Remember the first time you had a Long Island Ice Tea? How it’s lethal mix of vodka, tequila, rum, gin, and triple sec — each a potent shot on its own, masked with the right amount of sour mix and soda goes down so easily that you’re asking for another before you realize you’ve been spiked?

Born to Dance is like that, intoxicating hits of star talent in a feather-light yet thoroughly entertaining mix we’ve all seen before. Although basically the same cast from Broadway Melody of 1936, director Roy Del Ruth applies a double cliché of musicals. Gold diggers meet the Navy when sweet sailor Jimmy Stewart gets smitten with toothy tap queen . Rubber-limbed yokel Buddy Ebsen flails a dance or two while Frances Langford sings Cole Porter with a swingin’ sliding vocal range often accompanied by four glowing-throated sailors or a row of dashing chorus boys.
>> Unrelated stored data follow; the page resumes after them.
////////////////////////////////////////////////////////////////////////////////////////////////////////////////////////

#[cfg(test)]
mod tests {
    use super::Subdomain;
    use crate::base::GridResolution;
    use crate::layer::{FormationId, Formations};
    use crate::parallel::Collective;
    use crate::simulator::{Mesh, SampleProjects};
    use crate::StrError;

    fn setup(formations: &mut Formations, mesh: &mut Mesh) -> Result<Collective, StrError> {
        let collective = Collective::serial();
        mesh.initialise_element_grid(&collective)?;
        formations.initialise(mesh)?;
        Ok(collective)
    }

    #[test]
    fn new_captures_errors() -> Result<(), StrError> {
        let project = SampleProjects::layer_cake(3, 3, 1);
        let mut mesh = Mesh::new(&project, GridResolution::Low, 0, 1, false)?;
        let mut formations = Formations::new(&project.formations);
        assert_eq!(
            Subdomain::new(&formations, FormationId(0), FormationId(1), &mesh).err(),
            Some("subdomain formations must be initialised")
        );
        setup(&mut formations, &mut mesh)?;
        assert_eq!(
            Subdomain::new(&formations, FormationId(2), FormationId(1), &mesh).err(),
            Some("subdomain formation range is invalid")
        );
        assert_eq!(
            Subdomain::new(&formations, FormationId(2), FormationId(5), &mesh).err(),
            Some("subdomain formation range is invalid")
        );
        Ok(())
    }

    #[test]
    fn global_k_mapping_works() -> Result<(), StrError> {
        let project = SampleProjects::layer_cake(3, 3, 1);
        let mut mesh = Mesh::new(&project, GridResolution::Low, 0, 1, false)?;
        let mut formations = Formations::new(&project.formations);
        setup(&mut formations, &mut mesh)?;
        let subdomain = Subdomain::new(&formations, FormationId(0), FormationId(2), &mesh)?;
        assert_eq!(subdomain.maximum_number_of_elements(), 7);
        assert_eq!(subdomain.maximum_number_of_nodes(), 8);
        assert_eq!(subdomain.global_k_to_layer(0), Some((FormationId(0), 0)));
        assert_eq!(subdomain.global_k_to_layer(2), Some((FormationId(1), 0)));
        assert_eq!(subdomain.global_k_to_layer(6), Some((FormationId(2), 1)));
        assert_eq!(subdomain.global_k_to_layer(7), None);
        for global_k in 0..7 {
            let (formation, k) = subdomain.global_k_to_layer(global_k).unwrap();
            assert_eq!(subdomain.layer_to_global_k(formation, k), Some(global_k));
        }
        assert_eq!(subdomain.layer_to_global_k(FormationId(3), 0), None);
        let e = subdomain.get_grid(FormationId(1)).unwrap().element(1, 1, 2).unwrap();
        assert_eq!(e.global_k, Some(4));
        assert!(subdomain.get_grid(FormationId(4)).is_none());
        Ok(())
    }

    #[test]
    fn vertical_links_work() -> Result<(), StrError> {
        let project = SampleProjects::layer_cake(3, 3, 1);
        let mut mesh = Mesh::new(&project, GridResolution::Low, 0, 1, false)?;
        let mut formations = Formations::new(&project.formations);
        setup(&mut formations, &mut mesh)?;
        let subdomain = Subdomain::new(&formations, FormationId(0), FormationId(1), &mesh)?;
        let bottom_of_shale = subdomain.grids()[0].element(0, 1, 1).unwrap();
        let deep = bottom_of_shale.deep.unwrap();
        assert_eq!((deep.grid, deep.i, deep.j, deep.k), (1, 0, 1, 0));
        let top_of_sand = subdomain.grids()[1].element(0, 1, 0).unwrap();
        let shallow = top_of_sand.shallow.unwrap();
        assert_eq!((shallow.grid, shallow.k), (0, 1));
        assert_eq!(subdomain.grids()[1].element(0, 1, 2).unwrap().deep, None);
        Ok(())
    }

    #[test]
    fn set_activity_works() -> Result<(), StrError> {
        let project = SampleProjects::layer_cake(3, 3, 1);
        let mut mesh = Mesh::new(&project, GridResolution::Low, 0, 1, false)?;
        let mut formations = Formations::new(&project.formations);
        let collective = setup(&mut formations, &mut mesh)?;
        let mut subdomain = Subdomain::new(&formations, FormationId(0), FormationId(2), &mesh)?;

        // before the deposition of Source
        formations.find_active_elements(70.0);
        subdomain.set_activity(&formations, &mesh, &collective, 70.0)?;
        assert!(!subdomain.is_active());
        assert!(!subdomain.source_rock_is_active());
        assert_eq!(subdomain.number_of_elements(), 0);
        assert_eq!(subdomain.first_active_k(), 7);
        assert_eq!(subdomain.grid_reallocation_counts(), (0, 0));
        // nothing is numbered nor anchored
        let identity: Vec<usize> = (0..8).collect();
        assert_eq!(subdomain.dof_numbering().column(1, 1), identity.as_slice());
        assert_eq!(subdomain.dof_numbering().number_of_dirichlet_anchors(), 0);
        assert_eq!(subdomain.stencil_width(), 0);

        // Source deposited, Sand half deposited, Shale not started
        formations.find_active_elements(30.0);
        subdomain.set_activity(&formations, &mesh, &collective, 30.0)?;
        assert!(subdomain.is_active());
        assert!(subdomain.source_rock_is_active());
        assert_eq!(subdomain.number_of_elements(), 5);
        assert_eq!(subdomain.number_of_nodes(), 6);
        assert_eq!(subdomain.first_active_k(), 2);
        assert_eq!(subdomain.current_age(), Some(30.0));
        assert_eq!(subdomain.element_grid(1).unwrap().len_k, 5);
        assert_eq!(subdomain.node_grid(1).unwrap().len_k, 6);
        // the top segment of Sand is empty at 30 Ma
        assert_eq!(subdomain.dof_numbering().column(1, 1), &[2, 2, 2, 2, 4, 5, 6, 7]);
        assert_eq!(subdomain.stencil_width(), 1);

        // Shale is anchored on the frontier
        let shale = subdomain.grids()[0].element(1, 1, 0).unwrap();
        assert_eq!(shale.node_dofs, [2; 8]);
        assert!(subdomain.dof_numbering().is_dirichlet_anchor(1, 1, 0));
        assert!(subdomain.dof_numbering().is_dirichlet_anchor(1, 1, 2));
        assert!(!subdomain.dof_numbering().is_dirichlet_anchor(1, 1, 3));
        let sand = subdomain.grids()[1].element(1, 1, 1).unwrap();
        assert_eq!(sand.node_dofs, [2, 2, 2, 2, 4, 4, 4, 4]);

        // same age again: nothing changes
        subdomain.set_activity(&formations, &mesh, &collective, 30.0)?;
        assert_eq!(subdomain.grid_reallocation_counts(), (1, 1));
        assert_eq!(subdomain.dof_numbering().column(1, 1), &[2, 2, 2, 2, 4, 5, 6, 7]);

        // grids allocated later take the current size
        assert!(subdomain.element_grid(3).is_none());
        assert_eq!(subdomain.allocate_element_grid(3).len_k, 5);
        assert_eq!(subdomain.grid_reallocation_counts(), (1, 1));
        Ok(())
    }

    #[test]
    fn overlaps_and_image_work() -> Result<(), StrError> {
        let project = SampleProjects::darcy_stack(3, 3);
        let mut mesh = Mesh::new(&project, GridResolution::Low, 0, 1, false)?;
        let mut formations = Formations::new(&project.formations);
        setup(&mut formations, &mut mesh)?;
        let a = Subdomain::new(&formations, FormationId(0), FormationId(1), &mesh)?;
        let b = Subdomain::new(&formations, FormationId(1), FormationId(2), &mesh)?;
        let c = Subdomain::new(&formations, FormationId(3), FormationId(3), &mesh)?;
        assert!(a.overlaps(&b));
        assert!(b.overlaps(&a));
        assert!(!a.overlaps(&c));
        assert!(a.has_layer(FormationId(1)));
        assert!(!a.has_layer(FormationId(2)));
        assert!(!a.contains_sulphur_source_rock());
        assert!(c.contains_sulphur_source_rock());
        let image = a.image(&formations);
        assert!(image.starts_with("Subdomain 0\n===========\n"));
        assert!(image.contains("segments: 4 (active: 0), stencil width: 0"));
        Ok(())
    }
}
Hilarious Una Merkel fires off zingers as the reluctant wife of Syd Silvers (who wrote the excellent script), a sailor whom she met at a dance contest just before he entered the Navy for four years. She’s practically in denial over their impetuous marriage, and never bothered to tell him that they have a child played by the eerily doll-like Juanita “Baby Jane” Quigley who gets her own share of funny one-liners.